The other thing is the Working Tax Credits. Tax Credits were introduced in April 2003 and brought together tax credits that had covered families and disabled people before with a wider scope. The thing is that the people affected by them is now vast compared to what it was before, 82% of UK families with children now receive tax credits. It is a major source of income for single parent families. As the rate is related to the amount people are earning encourages people to find work. It does not cover the cost of child care which is the prime obstacle to parents of either gender working, but primarily women. Child care workers earn about £3 per hour per child and can make a reasonable income if they take in up to their maximum, which is about 4 pre-school children per adult. However, the cost of such care even at the lowest rates (and of course many charge even more) is £24 per day, £6000 per year for a parent working full-time, which you can compare to the average annual salary of £24,000 which 80% of the population earns less than. So I believe there is some way to go with Tax Credits, especially from a government which supports people having children (though Brown does this less than Blair whose Vichy-like Catholic influenced attitude was much more active in this). Taking away the hundreds of pounds per month that the large majority of families gain would actually increas unemployment almost immediately and would lead to a shooting up of child poverty.
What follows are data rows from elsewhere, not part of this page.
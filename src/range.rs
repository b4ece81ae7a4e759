//! Local ephemeral port range
//!
//! Linux exposes the range the kernel draws unspecified local ports from as
//! two whitespace separated integers in `/proc/sys/net/ipv4/ip_local_port_range`.

use std::str::FromStr;

use crate::error::{Error, Result};

#[cfg(feature = "serde-support")]
use serde::{Deserialize, Serialize};

/// Path of the range file relative to the procfs root
pub const LOCAL_PORT_RANGE_PATH: &str = "sys/net/ipv4/ip_local_port_range";

/// Inclusive local port range used for ephemeral allocation
#[derive(Debug, Clone, Copy, PartialEq, Eq)]
#[cfg_attr(feature = "serde-support", derive(Serialize, Deserialize))]
pub struct EphemeralRange {
    start: u16,
    end: u16,
}

impl EphemeralRange {
    /// Create a range from its two bounds
    ///
    /// # Errors
    /// Returns [`Error::ConfigRange`] if `start` is greater than `end`
    pub fn new(start: u16, end: u16) -> Result<Self> {
        if start > end {
            return Err(Error::ConfigRange { start, end });
        }
        Ok(Self { start, end })
    }

    #[must_use]
    pub const fn start(&self) -> u16 {
        self.start
    }

    #[must_use]
    pub const fn end(&self) -> u16 {
        self.end
    }

    /// Number of ports a tuple starts out with.
    ///
    /// This is `end - start`, one less than the number of ports in the
    /// inclusive range, even though `end` itself counts as in range.
    #[must_use]
    pub const fn pool_size(&self) -> i64 {
        self.end as i64 - self.start as i64
    }

    /// Whether `port` is inside `[start, end]`
    #[must_use]
    pub const fn contains(&self, port: u16) -> bool {
        port >= self.start && port <= self.end
    }
}

impl FromStr for EphemeralRange {
    type Err = Error;

    fn from_str(content: &str) -> Result<Self> {
        let fields: Vec<&str> = content.split_whitespace().collect();
        if fields.len() != 2 {
            return Err(Error::config_format(content));
        }

        let start = fields[0]
            .parse::<u16>()
            .map_err(|_| Error::config_format(content))?;
        let end = fields[1]
            .parse::<u16>()
            .map_err(|_| Error::config_format(content))?;

        Self::new(start, end)
    }
}

impl std::fmt::Display for EphemeralRange {
    fn fmt(&self, f: &mut std::fmt::Formatter<'_>) -> std::fmt::Result {
        write!(f, "{}-{}", self.start, self.end)
    }
}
What is fascinating is that Tax Credits prove that salaries are far too low in the UK. Though we are a country of many multi-millionaires, we have reached a state where the cost of living in the UK is so high that the government has to effectively subsidise more than 8 out of 10 families to be able to keep them out of poverty. The British have faced a year-on-year decline in how much their salaries can buy. If a teacher had the purchasing power that profession had in the mid-1950s they would be earning £80,000 now rather than the £25-30,000 that they do. When people complain about wage inflation they forget that a £1 million pound bonus for some utility company boss could pay the salaries of 33 teachers for a whole year. The cost of basics in the UK is cripping, with combined gas and electricity bills reaching £1000 per year for the average family, we are all effectively going to become dependent on the state to be able to pay for these things. Of course the British are big consumers of luxuries, but given our service-sector faced economy the inevitable fall away in consumption of these as is already happening, leads to unemployment.

So, with the UK already seeing a rise in unemployment and in inflation we are on track to have a government from a party which has no ability to manage unemployment and all it does is point the blame at those who lose their jobs and make them feel guilty for being discarded by businesses. Even Labour has had no ability to rein in the greed of utility companies and it will be worse when the party that gave those utility companies such freedom returns to power, especially as many of their friends are on the boards of these companies. Of course the UK like every country is buffeted by global economic challenges, but the way you weather them depends highly on the policies adopted by the domestic government. Just at the time when we need the economic strength of Brown when he was Chancellor, we are facing having an elitist party that does not care a damn about the bulk of population. We are rushing headlong towards a revival of 1983 and anyone who lived through that era must fear its return.